Er is een afweging gemaakt tussen de behoefte om te controleren op de juiste instelling en de mogelijke irritatie die een veelheid aan berichten oproept. Tweemaal per jaar lijkt vooralsnog afdoende.
Bent u bereid om te kijken of er dit jaar vaker controleberichten uit kunnen gaan, zodat met regelmaat zowel de zending van het bericht, als de ontvangst, getest kan worden? Zo nee, waarom niet?
Omdat NL-Alert nieuw en in ontwikkeling is, wordt het gebruik ervan continu geëvalueerd. Dit geldt ook voor het verzenden van controleberichten. Ik zal bij deze evaluatie bezien of het gewenst is het aantal controleberichten op te voeren.
Wanneer zullen Vodafone en T-Mobile hun 3G-netwerken geschikt gemaakt hebben? Waarom duurt dit zo lang, gezien het algemeen belang van NL-Alert?
Bij Vodafone en T-Mobile trad eerder een probleem op met een aantal typen toestellen van één fabrikant. Inmiddels heeft de desbetreffende fabrikant dit verholpen. Vodafone en T-Mobile hebben nog enige tijd nodig om NL-Alert in hun 3G-netwerk in te voeren. Naar verwachting zullen beide Telecomproviders in de eerste helft van 2013 NL-Alert ook in 3G gaan uitzenden.

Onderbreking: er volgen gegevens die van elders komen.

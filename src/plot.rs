//! ASCII rendering of the synthesized channels, one trace per channel over
//! sample index. Display only: the packet stream is the authoritative
//! output, and nothing here feeds back into it.

use std::io::{self, Write};

use crate::types::{GradientChannel, SequenceWaveforms};

const PLOT_WIDTH: usize = 72;
const PLOT_HEIGHT: usize = 8;

/// Render all five channel traces (RF, the three gradient axes, receive).
pub fn render<W: Write>(waveforms: &SequenceWaveforms, out: &mut W) -> io::Result<()> {
    write_trace(out, "RF", &waveforms.rf)?;
    for channel in GradientChannel::ALL {
        let label = format!("Gradient {channel}");
        write_trace(out, &label, waveforms.gradient.channel(channel))?;
    }

    let receive: Vec<f64> = waveforms
        .receive
        .iter()
        .map(|&high| if high { 1.0 } else { 0.0 })
        .collect();
    write_trace(out, "Receive", &receive)
}

fn write_trace<W: Write>(out: &mut W, label: &str, samples: &[f64]) -> io::Result<()> {
    // Downsample to the plot width by picking the value at each column
    // center.
    let columns: Vec<f64> = (0..PLOT_WIDTH)
        .map(|column| {
            let index = (column as f64 + 0.5) / PLOT_WIDTH as f64 * samples.len() as f64;
            samples.get(index as usize).copied().unwrap_or(0.0)
        })
        .collect();

    let min = columns
        .iter()
        .cloned()
        .min_by(|a, b| a.total_cmp(b))
        .unwrap_or(0.0)
        .min(0.0);
    let max = columns
        .iter()
        .cloned()
        .max_by(|a, b| a.total_cmp(b))
        .unwrap_or(0.0)
        .max(0.0);

    writeln!(out, "{label}")?;
    for row in 0..=PLOT_HEIGHT {
        let y = max - (max - min) * (row as f64 / PLOT_HEIGHT as f64);
        write!(out, "{y:-8.2} | ")?;
        for &sample in &columns {
            if (y > 0.0) != (y >= sample) {
                write!(out, "█")?;
            } else {
                write!(out, " ")?;
            }
        }
        writeln!(out)?;
    }
    writeln!(out)
}
//! Waveform synthesis: turns the event lists of a `SequenceConfig` into
//! per-channel sample arrays.
//!
//! All three event kinds share one placement rule: an event's samples start
//! at `round((time - 0.5 * duration) / sample_period)`, so temporal
//! alignment across channels is self-consistent. Placement is an overwrite
//! of the covered range, not an accumulation; when a later event covers
//! samples an earlier one wrote, the later event wins and a warning names
//! the channel and event time. A range that falls outside the sequence
//! window is an error, never clipped.

use std::ops::Range;

use tracing::{debug, warn};

use crate::config::SequenceConfig;
use crate::error::{Error, Result};
use crate::types::{
    EventKind, GradientChannel, GradientWaveforms, RfEvent, SequenceWaveforms,
};

/// Half-width of the sinc support, in normalized time units: RF pulses are
/// sampled over `[-4, 4)`.
const SINC_HALF_WIDTH: f64 = 4.0;

/// Grid size for the reference sinc integral, both endpoints included.
const SINC_REFERENCE_POINTS: usize = 50;

/// Normalized sinc: `sin(pi x) / (pi x)`, with the removable singularity
/// filled in as `sinc(0) = 1`.
fn sinc(x: f64) -> f64 {
    if x == 0.0 {
        1.0
    } else {
        let px = std::f64::consts::PI * x;
        px.sin() / px
    }
}

/// Mean amplitude of the normalized sinc over `[-4, 4]`: the trapezoidal
/// integral on an evenly spaced 50-point grid, divided by the domain width.
/// RF amplitudes are divided by this constant so that the discrete pulse
/// integral comes out at the requested value.
fn sinc_reference_mean() -> f64 {
    let step = 2.0 * SINC_HALF_WIDTH / (SINC_REFERENCE_POINTS - 1) as f64;
    let mut integral = 0.0;
    for i in 0..SINC_REFERENCE_POINTS - 1 {
        let x0 = -SINC_HALF_WIDTH + i as f64 * step;
        let x1 = -SINC_HALF_WIDTH + (i + 1) as f64 * step;
        integral += 0.5 * (sinc(x0) + sinc(x1)) * step;
    }
    integral / (2.0 * SINC_HALF_WIDTH)
}

/// Tracks the index ranges already written on one channel, so overlapping
/// events can be reported.
#[derive(Default)]
struct Coverage {
    ranges: Vec<Range<usize>>,
}

impl Coverage {
    /// Record `range`; returns true if it intersects an earlier one.
    fn insert(&mut self, range: Range<usize>) -> bool {
        let overlaps = self
            .ranges
            .iter()
            .any(|r| r.start < range.end && range.start < r.end);
        self.ranges.push(range);
        overlaps
    }
}

/// Overwrite `dst[start..start+len]` with the event's samples, where
/// `start` is derived from the event center. Errors if any part of the
/// range lies outside `dst`.
fn place<T: Copy>(
    dst: &mut [T],
    samples: &[T],
    kind: EventKind,
    time: f64,
    duration: f64,
    sample_period: f64,
) -> Result<Range<usize>> {
    let start = ((time - 0.5 * duration) / sample_period).round() as i64;
    let end = start + samples.len() as i64;
    if start < 0 || end > dst.len() as i64 {
        return Err(Error::EventPlacement {
            kind,
            time,
            start,
            end,
            num_samples: dst.len(),
        });
    }

    let range = start as usize..end as usize;
    dst[range.clone()].copy_from_slice(samples);
    Ok(range)
}

/// Synthesizes sequence waveforms. The sinc reference constant is computed
/// once at construction and held immutably for the synthesizer's lifetime.
pub struct Synthesizer {
    k_integral: f64,
}

impl Synthesizer {
    pub fn new() -> Self {
        let k_integral = sinc_reference_mean();
        debug!(k_integral, "computed sinc reference constant");
        Self { k_integral }
    }

    /// Mean amplitude of the reference sinc shape.
    pub fn k_integral(&self) -> f64 {
        self.k_integral
    }

    /// Build the RF, gradient and receive sample arrays for `config`. All
    /// returned channels have length `floor(t_max / sample_period)`, where
    /// `t_max` is the largest event extent `time + 0.5 * duration`.
    pub fn synthesize(&self, config: &SequenceConfig) -> Result<SequenceWaveforms> {
        config.validate()?;
        let sample_period = config.hardware.sample_period;

        let extents = config
            .events_rf
            .iter()
            .map(|e| e.time + 0.5 * e.duration)
            .chain(
                config
                    .events_gradient
                    .iter()
                    .map(|e| e.time + 0.5 * e.duration),
            )
            .chain(
                config
                    .events_receive
                    .iter()
                    .map(|e| e.time + 0.5 * e.duration),
            );
        // validate() guarantees at least one event
        let t_max = extents.fold(f64::NEG_INFINITY, f64::max);
        let num_samples = (t_max / sample_period).floor() as usize;

        let mut rf = vec![0.0; num_samples];
        let mut gradient = GradientWaveforms::zeroed(num_samples);
        let mut receive = vec![false; num_samples];

        let mut rf_coverage = Coverage::default();
        for event in &config.events_rf {
            let pulse = self.rf_pulse(event, sample_period);
            let range = place(
                &mut rf,
                &pulse,
                EventKind::RfPulse,
                event.time,
                event.duration,
                sample_period,
            )?;
            if rf_coverage.insert(range) {
                warn!(kind = %EventKind::RfPulse, time = event.time, "event overwrites earlier samples");
            }
        }

        // One gradient event writes all three axes over the same range, so
        // overlap is tracked once per event, not per axis.
        let mut gradient_coverage = Coverage::default();
        for event in &config.events_gradient {
            let len = sample_count(event.duration, sample_period);
            let mut range = 0..0;
            for channel in GradientChannel::ALL {
                let plateau = vec![event.integral[channel.index()] / event.duration; len];
                range = place(
                    gradient.channel_mut(channel),
                    &plateau,
                    EventKind::Gradient,
                    event.time,
                    event.duration,
                    sample_period,
                )?;
            }
            if gradient_coverage.insert(range) {
                warn!(kind = %EventKind::Gradient, time = event.time, "event overwrites earlier samples");
            }
        }

        let mut receive_coverage = Coverage::default();
        for event in &config.events_receive {
            let len = sample_count(event.duration, sample_period);
            let gate = vec![true; len];
            let range = place(
                &mut receive,
                &gate,
                EventKind::Receive,
                event.time,
                event.duration,
                sample_period,
            )?;
            if receive_coverage.insert(range) {
                warn!(kind = %EventKind::Receive, time = event.time, "event overwrites earlier samples");
            }
        }

        debug!(
            num_samples,
            rf_events = config.events_rf.len(),
            gradient_events = config.events_gradient.len(),
            receive_events = config.events_receive.len(),
            "synthesized sequence waveforms"
        );

        Ok(SequenceWaveforms {
            rf,
            gradient,
            receive,
        })
    }

    /// Sample a sinc pulse over `[-4, 4)` with `round(duration /
    /// sample_period)` points, scaled so its discrete time integral
    /// approximates `event.integral`.
    fn rf_pulse(&self, event: &RfEvent, sample_period: f64) -> Vec<f64> {
        let len = sample_count(event.duration, sample_period);
        let step = (2.0 * SINC_HALF_WIDTH / event.duration) * sample_period;
        let amplitude = event.integral / event.duration / self.k_integral;
        (0..len)
            .map(|i| sinc(-SINC_HALF_WIDTH + i as f64 * step) * amplitude)
            .collect()
    }
}

impl Default for Synthesizer {
    fn default() -> Self {
        Self::new()
    }
}

/// Number of samples an event of the given duration generates.
fn sample_count(duration: f64, sample_period: f64) -> usize {
    (duration / sample_period).round() as usize
}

Gaat NL-Alert ook geschikt gemaakt worden voor 4G-netwerken, welke binnenkort al in de lucht zullen zijn?
Hierover ben ik in overleg met de Telecomproviders.
Weet u dat de woordvoerder van NL-Alert stelt dat ruim 50% van de telefoonbezitters bereikt kan worden? Is dat met de huidige stand van zaken het geval of pas nadat providers hun netwerken hebben aangepast en telefoonaanbieders hun toestellen?
Op dit moment zijn meer dan 50% van de in de markt zijnde toestellen geschikt om NL-Alert te ontvangen. Als ook Vodafone en T-Mobile in 3G uitzenden stijgt dit percentage naar ongeveer 70%. Een randvoorwaarde hierbij is dat de toestellen juist zijn ingesteld..
Verdere stijging van dit percentage moet komen door aanpassing aan de toestellen door fabrikanten. Omdat bijna alle mobiele toestelleverancier hebben aangegeven hun toestellen voor NL-Alert geschikt te maken, zal dit percentage de komende jaren snel oplopen.
Bent u bereid de uitkomst van de peiling en de evaluatie, voorzien van uw reactie, aan de Kamer te sturen zodra deze beschikbaar zijn? Zo nee, waarom niet? Wanneer is de uitkomst van de peiling en de evaluatie te verwachten?
Ik zal uw Kamer uiterlijk over drie maanden nader informeren.
Wanneer zal NL-Alert klaar zijn om volledig in gebruik te nemen?
NL-Alert is landelijk in gebruik genomen. Alle veiligheidsregio’s kunnen NL-Alert berichten uitzenden. Naar verwachting zullen Vodafone en T-Mobile medio 2013 ook in 3G uitzenden. Aan de ontvangstkant geldt een afhankelijkheid van de mobiele toestelfabrikanten. De meerderheid van toestellen, waaronder meer dan de helft van de smartphones, is geschikt. De meeste telefoonleveranciers hebben toegezegd hun toestellen verder geschikt te maken.